Surviving ChatGPT in healthcare

1 Introduction

Large language models (LLM) such as ChatGPT and GPT-4 are making significant strides towards the development of Artificial General Intelligence (AGI) (1, 2). Advanced generative AGI holds the potential to improve patient care (3, 4) and streamline healthcare processes (3, 5). However, without proper oversight and regulation, the integration of LLMs into the healthcare system could introduce a range of unintended risks and consequences (4, 6). It is essential to explore these potential risks and address them effectively to ensure that AGI serves as a beneficial aid in the medical field.

One of the foremost concerns regarding AGI in healthcare is the risk of providing inaccurate medical advice (6, 7). Since AI-generated content (AIGC) is based on vast amounts of internet data, there is a possibility that the information provided may be misleading or outright incorrect. For instance, ChatGPT might offer treatment suggestions that are either outdated or not suitable for a specific patient’s condition. Such inaccuracies could result in patients receiving inappropriate treatments or even exacerbate their health issues.
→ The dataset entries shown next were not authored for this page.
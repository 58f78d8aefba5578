//! Error types for the horizontal transforms.

use std::collections::BTreeSet;
use std::fmt;

use csvt_model::CsvtError;

/// Errors from zip/unzip/select/rmfields.
#[derive(Debug)]
pub enum TransformError {
    /// A model-level failure (header validation, csv, io).
    Model(CsvtError),
    /// Zip inputs share zero or more than one field name.
    BadInput { common: BTreeSet<String> },
    /// Positionally paired zip rows disagree on the shared key's value.
    IdMismatch {
        row: u64,
        left: String,
        right: String,
    },
}

impl fmt::Display for TransformError {
    fn fmt(&self, f: &mut fmt::Formatter<'_>) -> fmt::Result {
        match self {
            Self::Model(error) => error.fmt(f),
            Self::BadInput { common } => {
                if common.is_empty() {
                    write!(f, "inputs share no common field to zip on")
                } else {
                    let fields: Vec<&str> = common.iter().map(String::as_str).collect();
                    write!(
                        f,
                        "inputs share more than one common field: {}",
                        fields.join(", ")
                    )
                }
            }
            Self::IdMismatch { row, left, right } => {
                write!(f, "id mismatch at row {row}: '{left}' vs '{right}'")
            }
        }
    }
}

impl std::error::Error for TransformError {
    fn source(&self) -> Option<&(dyn std::error::Error + 'static)> {
        match self {
            Self::Model(error) => Some(error),
            _ => None,
        }
    }
}

impl From<CsvtError> for TransformError {
    fn from(error: CsvtError) -> Self {
        Self::Model(error)
    }
}

pub type Result<T> = std::result::Result<T, TransformError>;
//! CLI argument definitions for csvt.

use std::path::PathBuf;

use clap::{Parser, Subcommand, ValueEnum};
use clap_verbosity_flag::{Verbosity, WarnLevel};
use colorchoice_clap::Color;

use csvt_map::DuplicatePolicy;

#[derive(Parser)]
#[command(
    name = "csvt",
    version,
    about = "Composable streaming CSV transforms",
    long_about = "Composable streaming CSV transforms.\n\n\
                  Subcommands read CSV on stdin and write CSV on stdout, so they\n\
                  chain in a pipe. Logs and summaries go to stderr."
)]
pub struct Cli {
    #[command(subcommand)]
    pub command: Command,

    /// Adjust log verbosity (-v for info, -vv for debug, -q for errors only).
    #[command(flatten)]
    pub verbosity: Verbosity<WarnLevel>,

    /// Control ANSI color output (auto, always, never).
    #[command(flatten)]
    pub color: Color,

    /// Explicit log level (overrides -v/-q flags).
    #[arg(long = "log-level", value_enum, global = true)]
    pub log_level: Option<LogLevelArg>,

    /// Log output format (pretty for human, json for machine parsing).
    #[arg(
        long = "log-format",
        value_enum,
        default_value = "pretty",
        global = true
    )]
    pub log_format: LogFormatArg,

    /// Write logs to a file instead of stderr.
    #[arg(long = "log-file", value_name = "PATH", global = true)]
    pub log_file: Option<PathBuf>,
}

#[derive(Subcommand)]
pub enum Command {
    /// Replace entity attribute tuples with references into a mapping store.
    ExtractMap(ExtractMapArgs),

    /// Zip stdin with another CSV file on their single shared field.
    Zip(ZipArgs),

    /// Split stdin vertically into two id-linked CSV streams.
    Unzip(UnzipArgs),

    /// Select, reorder and rename columns.
    Select(SelectArgs),

    /// Remove named columns.
    Rmfields(RmfieldsArgs),
}

#[derive(Parser)]
pub struct ExtractMapArgs {
    /// Entity attribute fields as comma-separated [store=]input pairs.
    #[arg(value_name = "ENTITY_FIELDS")]
    pub entity_fields: String,

    /// Reference field as a [store=]output pair; the output side is the
    /// column appended to the data stream.
    #[arg(value_name = "REF_FIELD")]
    pub ref_field: String,

    /// Mapping store file; read then appended if present, created otherwise.
    #[arg(value_name = "MAP_FILE")]
    pub map_file: PathBuf,

    /// How to treat an existing store that maps one attribute tuple to two
    /// different references.
    #[arg(long = "duplicates", value_enum, default_value = "first")]
    pub duplicates: DuplicatesArg,

    /// Post-run summary written to stderr.
    #[arg(long = "summary", value_enum, default_value = "none")]
    pub summary: SummaryArg,
}

#[derive(Parser)]
pub struct ZipArgs {
    /// File to zip stdin with.
    #[arg(value_name = "OTHER_FILE")]
    pub other_file: PathBuf,

    /// Keep the shared id field in the output.
    #[arg(long = "keep-id")]
    pub keep_id: bool,

    /// Remove OTHER_FILE afterwards (clean up when used in a pipe).
    #[arg(long = "rm")]
    pub remove_other_file: bool,
}

#[derive(Parser)]
pub struct UnzipArgs {
    /// Comma-separated field names to split out (these go to stdout).
    #[arg(value_name = "FIELDS")]
    pub fields: String,

    /// File for the remaining fields.
    #[arg(value_name = "REST_FILE")]
    pub rest_file: PathBuf,

    /// Name of the synthetic field that links the unzipped parts.
    #[arg(long = "id", value_name = "NAME", default_value = "id")]
    pub id_field: String,
}

#[derive(Parser)]
pub struct SelectArgs {
    /// Comma-separated [out=]in field specs.
    #[arg(value_name = "FIELDS")]
    pub fields: String,
}

#[derive(Parser)]
pub struct RmfieldsArgs {
    /// Comma-separated field names to remove.
    #[arg(value_name = "FIELDS")]
    pub fields: String,
}

#[derive(Debug, Clone, Copy, PartialEq, Eq, ValueEnum)]
pub enum LogLevelArg {
    Error,
    Warn,
    Info,
    Debug,
    Trace,
}

#[derive(Debug, Clone, Copy, PartialEq, Eq, ValueEnum)]
pub enum LogFormatArg {
    Pretty,
    Compact,
    Json,
}

#[derive(Debug, Clone, Copy, PartialEq, Eq, ValueEnum)]
pub enum DuplicatesArg {
    /// Keep the first reference seen for a tuple.
    First,
    /// Keep the last reference seen for a tuple.
    Last,
    /// Fail on conflicting duplicate entries.
    Reject,
}

impl From<DuplicatesArg> for DuplicatePolicy {
    fn from(arg: DuplicatesArg) -> Self {
        match arg {
            DuplicatesArg::First => Self::FirstWins,
            DuplicatesArg::Last => Self::LastWins,
            DuplicatesArg::Reject => Self::Reject,
        }
    }
}

#[derive(Debug, Clone, Copy, PartialEq, Eq, ValueEnum)]
pub enum SummaryArg {
    /// No summary.
    None,
    /// Table on stderr.
    Table,
    /// One JSON document on stderr.
    Json,
}

#[cfg(test)]
mod tests {
    use super::*;

    #[test]
    fn extract_map_args_parse() {
        let cli = Cli::try_parse_from([
            "csvt",
            "extract-map",
            "a,other=b",
            "id=ab_id",
            "map.csv",
            "--duplicates",
            "reject",
            "--summary",
            "json",
        ])
        .unwrap();
        let Command::ExtractMap(args) = cli.command else {
            panic!("expected extract-map");
        };
        assert_eq!(args.entity_fields, "a,other=b");
        assert_eq!(args.ref_field, "id=ab_id");
        assert_eq!(args.map_file, PathBuf::from("map.csv"));
        assert_eq!(args.duplicates, DuplicatesArg::Reject);
        assert_eq!(args.summary, SummaryArg::Json);
    }

    #[test]
    fn duplicates_default_to_first_wins() {
        let cli = Cli::try_parse_from(["csvt", "extract-map", "a", "id", "map.csv"]).unwrap();
        let Command::ExtractMap(args) = cli.command else {
            panic!("expected extract-map");
        };
        assert_eq!(DuplicatePolicy::from(args.duplicates), DuplicatePolicy::FirstWins);
        assert_eq!(args.summary, SummaryArg::None);
    }

    #[test]
    fn unzip_id_defaults() {
        let cli = Cli::try_parse_from(["csvt", "unzip", "a,b", "rest.csv"]).unwrap();
        let Command::Unzip(args) = cli.command else {
            panic!("expected unzip");
        };
        assert_eq!(args.id_field, "id");
    }

    #[test]
    fn zip_flags_parse() {
        let cli =
            Cli::try_parse_from(["csvt", "zip", "other.csv", "--keep-id", "--rm"]).unwrap();
        let Command::Zip(args) = cli.command else {
            panic!("expected zip");
        };
        assert!(args.keep_id);
        assert!(args.remove_other_file);
    }
}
In addition to the significant concern of inaccurate advice and conclusions, the potential violation of patient privacy is another area of concern (8). Although AGI systems like ChatGPT are intended to be securely designed, they may not yet fully comply with privacy regulations like HIPAA (9). Consequently, patient data may be compromised, leading to the unauthorized access, harvesting and sharing of sensitive personal information. This risk highlights the importance of ensuring AGI technologies adhere to strict privacy standards before their widespread adoption in healthcare.

Powerful generative AGI could also be exploited to create fake documents or images, resulting in misinformation and negative consequences (10). For example, unscrupulous individuals or companies might use AGI-generated medical images (11) to support false claims or promote unproven treatments, thereby misleading patients and healthcare professionals.

Moreover, the integration of large language models into medical training could have a detrimental effect on the education of future healthcare professionals (12, 13). Students may rely too heavily on AGI-generated content, neglecting to develop the critical skills required for effective medical practice. By using AGI tools as shortcuts, they might not acquire the ability to differentiate between relevant and irrelevant information, which is crucial in the fast-paced and complex world of healthcare.

Furthermore, established AGI models may inadvertently perpetuate existing biases present in the data used for training (14). Consequently, the outcomes generated by these models might be biased, leading to the reinforcement of stereotypes and potentially causing harm to certain demographics (15). For instance, if a model’s training data contains biased information about a specific ethnic group, the model could produce advice that is detrimental to patients from that group.

In short, while AGI models like ChatGPT hold the potential to revolutionize the healthcare sector, it is essential to recognize and address the potential risks they pose. Proper oversight and regulation are necessary to ensure the integration of AGI technologies into the healthcare system is both safe and effective. By addressing these risks, AGI can be harnessed to significantly improve patient care, medical knowledge, and healthcare processes, ultimately benefiting society as a whole.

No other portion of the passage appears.